§ **INPUT**
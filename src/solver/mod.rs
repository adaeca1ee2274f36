pub(crate) mod a_star;
pub(crate) mod backtracking;
pub(crate) mod deadlock;
#[cfg(feature = "graph")]
mod graph;
pub(crate) mod heuristic;
pub(crate) mod preprocessing;
pub(crate) mod reachability;

use std::error::Error;
use std::fmt::{self, Debug, Display, Formatter};

use crate::config::{Config, Strategy};
use crate::data::{Dir, MapCell, DIRECTIONS};
use crate::level::Level;
use crate::map::GoalMap;
use crate::moves::Moves;
use crate::state::State;
use crate::Solve;

use self::a_star::{Problem, SearchOutcome};
use self::backtracking::reconstruct_moves;
use self::deadlock::DeadlockDetector;
use self::heuristic::{CostHeuristic, DEADLOCK_COST};
use self::preprocessing::{check_reachability, find_taboo_cells};

pub use self::a_star::Stats;
pub use self::deadlock::Deadlock;

pub type Cost = u64;

#[derive(Debug, Clone, Copy, PartialEq, Eq)]
pub enum SolverErr {
    IncompleteBorder,
    UnreachableBoxes,
    UnreachableGoals,
    BoxesGoals,
}

impl Display for SolverErr {
    fn fmt(&self, f: &mut Formatter<'_>) -> fmt::Result {
        match *self {
            SolverErr::IncompleteBorder => write!(f, "Incomplete border"),
            SolverErr::UnreachableBoxes => write!(
                f,
                "Unreachable boxes - some boxes are not on goal but can't be reached"
            ),
            SolverErr::UnreachableGoals => write!(
                f,
                "Unreachable goals - some goals don't have a box but can't be reached"
            ),
            SolverErr::BoxesGoals => write!(f, "Different number of reachable boxes and goals"),
        }
    }
}

impl Error for SolverErr {}

#[derive(Debug, Clone, PartialEq, Eq)]
pub struct Solution {
    pub moves: Moves,
    /// Steps cost 1, pushes `1 + weight` of the pushed box.
    pub cost: Cost,
}

#[derive(Debug, Clone, PartialEq, Eq)]
pub enum Outcome {
    Solved(Solution),
    /// The whole reachable state space was searched.
    NoSolution,
    /// Stopped after expanding `Config::max_nodes` states.
    BudgetExhausted,
}

pub struct SolverOk {
    pub outcome: Outcome,
    pub stats: Stats,
    pub(crate) strategy: Strategy,
}

impl SolverOk {
    fn new(outcome: Outcome, stats: Stats, strategy: Strategy) -> Self {
        Self {
            outcome,
            stats,
            strategy,
        }
    }

    pub fn solution(&self) -> Option<&Solution> {
        match self.outcome {
            Outcome::Solved(ref solution) => Some(solution),
            _ => None,
        }
    }

    /// Can differ from the requested one when there are too many boxes.
    pub fn strategy(&self) -> Strategy {
        self.strategy
    }
}

impl Debug for SolverOk {
    fn fmt(&self, f: &mut Formatter<'_>) -> fmt::Result {
        match self.outcome {
            Outcome::Solved(ref solution) => writeln!(
                f,
                "{}: {} moves, {} pushes, cost {}",
                self.strategy,
                solution.moves.move_cnt(),
                solution.moves.push_cnt(),
                solution.cost
            )?,
            Outcome::NoSolution => writeln!(f, "No solution")?,
            Outcome::BudgetExhausted => writeln!(f, "Budget exhausted")?,
        }
        write!(f, "{:?}", self.stats)
    }
}

impl Solve for Level {
    fn solve(&self, config: &Config, print_status: bool) -> Result<SolverOk, SolverErr> {
        debug!("Processing level...");
        let solver = Solver::new(self, config)?;
        debug!("Processed level");

        let strategy = solver.heuristic.strategy();
        if solver.is_goal(&solver.initial_state) {
            info!("Level is already solved");
            let solution = Solution {
                moves: Moves::default(),
                cost: 0,
            };
            return Ok(SolverOk::new(Outcome::Solved(solution), Stats::new(), strategy));
        }

        info!("Searching using {}", strategy);
        let result = a_star::search(&solver, config.max_nodes, print_status);
        let outcome = match result.outcome {
            SearchOutcome::Found { actions, cost } => {
                let moves = reconstruct_moves(&solver.initial_state, &actions);
                info!("Found solution with cost {}", cost);
                Outcome::Solved(Solution { moves, cost })
            }
            SearchOutcome::Exhausted => {
                info!("No solution");
                Outcome::NoSolution
            }
            SearchOutcome::BudgetExceeded => {
                info!("No solution within {:?} expanded states", config.max_nodes);
                Outcome::BudgetExhausted
            }
        };
        Ok(SolverOk::new(outcome, result.stats, strategy))
    }
}

/// Only the parts of the level the worker can get to, plus everything derived from them.
#[derive(Debug, Clone)]
pub(crate) struct ProcessedLevel {
    pub(crate) map: GoalMap,
    pub(crate) state: State,
}

pub(crate) fn process_level(level: &Level) -> Result<ProcessedLevel, SolverErr> {
    // Guarantees we have here:
    // - the player exists and therefore map is at least 1x1.
    // - rows and cols is <= 255
    let processed_grid = check_reachability(&level.map.grid, level.state.player_pos)?;
    let reachable = |pos| processed_grid[pos] != MapCell::Wall;

    // boxes already on goals in unreachable parts of the map are irrelevant
    let mut reachable_boxes = Vec::new();
    for b in &level.state.boxes {
        if reachable(b.pos) {
            reachable_boxes.push(*b);
        } else if !level.map.is_goal(b.pos) {
            return Err(SolverErr::UnreachableBoxes);
        }
    }
    let mut reachable_goals = Vec::new();
    for &goal in &level.map.goals {
        if reachable(goal) {
            reachable_goals.push(goal);
        } else if !level.state.has_box(goal) {
            return Err(SolverErr::UnreachableGoals);
        }
    }

    if reachable_boxes.len() != reachable_goals.len() {
        return Err(SolverErr::BoxesGoals);
    }

    Ok(ProcessedLevel {
        map: GoalMap::new(processed_grid, reachable_goals),
        state: State::new(level.state.player_pos, reachable_boxes),
    })
}

/// Moving boxes around a processed level. Owns all the caches used during one search.
pub(crate) struct Solver {
    map: GoalMap,
    initial_state: State,
    deadlocks: DeadlockDetector,
    heuristic: CostHeuristic,
}

impl Solver {
    pub(crate) fn new(level: &Level, config: &Config) -> Result<Self, SolverErr> {
        let ProcessedLevel { map, state } = process_level(level)?;
        let taboo = find_taboo_cells(&map.grid);
        let deadlocks = DeadlockDetector::new(map.grid.clone(), taboo);
        let heuristic =
            CostHeuristic::new(map.goals.clone(), config.strategy, config.revisit_penalty);
        Ok(Solver {
            map,
            initial_state: state,
            deadlocks,
            heuristic,
        })
    }

    pub(crate) fn deadlock(&self, state: &State) -> Option<Deadlock> {
        self.deadlocks.detect(state)
    }
}

impl Problem for Solver {
    type State = State;
    type Action = Dir;

    fn initial_state(&self) -> State {
        self.initial_state.clone()
    }

    fn actions(&self, state: &State) -> Vec<Dir> {
        if *state != self.initial_state && self.deadlocks.is_taboo_deadlock(state) {
            return Vec::new();
        }

        let grid = &self.map.grid;
        let player_pos = state.player_pos;
        let reachable = reachability::reachable(grid, player_pos, state);

        let mut actions = Vec::new();
        for &dir in &DIRECTIONS {
            let new_player_pos = player_pos + dir;
            if grid[new_player_pos] == MapCell::Wall {
                continue;
            }
            if state.has_box(new_player_pos) {
                let push_dest = new_player_pos + dir;
                if reachable[player_pos]
                    && grid[push_dest] != MapCell::Wall
                    && !state.has_box(push_dest)
                {
                    actions.push(dir);
                }
            } else if reachable[new_player_pos] {
                actions.push(dir);
            }
        }
        actions
    }

    fn result(&self, state: &State, action: Dir) -> State {
        state.moved(action)
    }

    fn is_goal(&self, state: &State) -> bool {
        // all boxes on goals, box and goal counts are equal after processing
        state.boxes.iter().all(|b| self.map.is_goal(b.pos))
    }

    fn step_cost(&self, prev: &State, _action: Dir, next: &State) -> Cost {
        match next.pushed_box(prev) {
            Some(b) => 1 + Cost::from(b.weight),
            None => 1,
        }
    }

    fn estimate(&self, state: &State) -> Cost {
        match self.deadlock(state) {
            Some(deadlock) if deadlock.is_permanent() => {
                trace!("Deadlock ({}):\n{}", deadlock, self.map.xsb_with_state(state));
                DEADLOCK_COST
            }
            // other boxes can still move out of the way
            Some(deadlock) => {
                trace!("Blocked ({}):\n{}", deadlock, self.map.xsb_with_state(state));
                self.heuristic.estimate(state)
            }
            None => self.heuristic.estimate(state),
        }
    }

    #[cfg(feature = "graph")]
    fn describe(&self, state: &State) -> String {
        self.map.xsb_with_state(state).to_string()
    }
}
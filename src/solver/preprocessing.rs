use crate::data::{Dir, MapCell, Pos, DIRECTIONS};
use crate::solver::SolverErr;
use crate::vec2d::Vec2d;

/// Flood fills from the player ignoring boxes and turns everything that wasn't reached into walls.
pub(crate) fn check_reachability(
    grid: &Vec2d<MapCell>,
    player_pos: Pos,
) -> Result<Vec2d<MapCell>, SolverErr> {
    // make sure the level is surrounded by wall
    let mut visited = grid.scratchpad();

    let mut to_visit = vec![player_pos];
    visited[player_pos] = true;
    while let Some(cur) = to_visit.pop() {
        let (r, c) = (i32::from(cur.r), i32::from(cur.c));
        let neighbors = [(r - 1, c), (r, c + 1), (r + 1, c), (r, c - 1)];
        for &(nr, nc) in &neighbors {
            // this is the only place in the solver where we need to check bounds (using signed types)
            // everything after that will be surrounded by walls
            if nr < 0 || nc < 0 || nr >= i32::from(grid.rows()) || nc >= i32::from(grid.cols()) {
                // we got out of bounds without hitting a wall
                return Err(SolverErr::IncompleteBorder);
            }

            let new_pos = Pos::new(nr as u8, nc as u8);
            if !visited[new_pos] && grid[new_pos] != MapCell::Wall {
                visited[new_pos] = true;
                to_visit.push(new_pos);
            }
        }
    }

    // make sure all non-reachable cells are walls
    // to avoid errors with some code that iterates through all non-walls
    let mut processed_grid = grid.clone();
    for pos in processed_grid.positions() {
        if !visited[pos] {
            processed_grid[pos] = MapCell::Wall;
        }
    }

    Ok(processed_grid)
}

/// Cells (never goals) where a box can't be pushed out of.
///
/// Expects a grid from `check_reachability` so every non-wall cell is surrounded.
pub(crate) fn find_taboo_cells(grid: &Vec2d<MapCell>) -> Vec2d<bool> {
    let mut taboo = grid.scratchpad();

    let corners: Vec<_> = grid
        .positions()
        .filter(|&pos| grid[pos] == MapCell::Empty && is_corner(grid, pos))
        .collect();
    for &corner in &corners {
        taboo[corner] = true;
    }

    // corners are sorted row-major so the second one is always to the right or below
    for (i, &start) in corners.iter().enumerate() {
        for &end in &corners[i + 1..] {
            if start.r == end.r {
                mark_wall_segment(grid, &mut taboo, start, end, Dir::Right);
            } else if start.c == end.c {
                mark_wall_segment(grid, &mut taboo, start, end, Dir::Down);
            }
        }
    }

    debug!(
        "Found {} taboo cells, {} of them corners",
        taboo.positions().filter(|&pos| taboo[pos]).count(),
        corners.len()
    );

    taboo
}

/// Walls on two perpendicular sides.
fn is_corner(grid: &Vec2d<MapCell>, pos: Pos) -> bool {
    DIRECTIONS
        .iter()
        .any(|&dir| grid[pos + dir] == MapCell::Wall && grid[pos + dir.clockwise()] == MapCell::Wall)
}

/// Marks the cells between two corners if a box could only slide between them along a wall.
fn mark_wall_segment(
    grid: &Vec2d<MapCell>,
    taboo: &mut Vec2d<bool>,
    start: Pos,
    end: Pos,
    dir: Dir,
) {
    if grid[start - dir] != MapCell::Wall || grid[end + dir] != MapCell::Wall {
        return;
    }

    let side = dir.clockwise();
    let mut gaps = 0;
    let mut cells = Vec::new();
    let mut cur = start + dir;
    while cur != end {
        // a goal or a wall in between breaks the segment
        if grid[cur] != MapCell::Empty {
            return;
        }
        if grid[cur + side] != MapCell::Wall && grid[cur - side] != MapCell::Wall {
            gaps += 1;
            if gaps > 1 {
                return;
            }
        }
        cells.push(cur);
        cur = cur + dir;
    }

    for cell in cells {
        taboo[cell] = true;
    }
}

§ **PROBLEM DETAILS**
Lines holding the word "DIRECTIONS" are the answer; copy each one from the records above.

§ **RESULT**
use crate::data::{Dir, MapCell, DIRECTIONS};
        for &dir in &DIRECTIONS {
use crate::data::{Dir, MapCell, Pos, DIRECTIONS};
    DIRECTIONS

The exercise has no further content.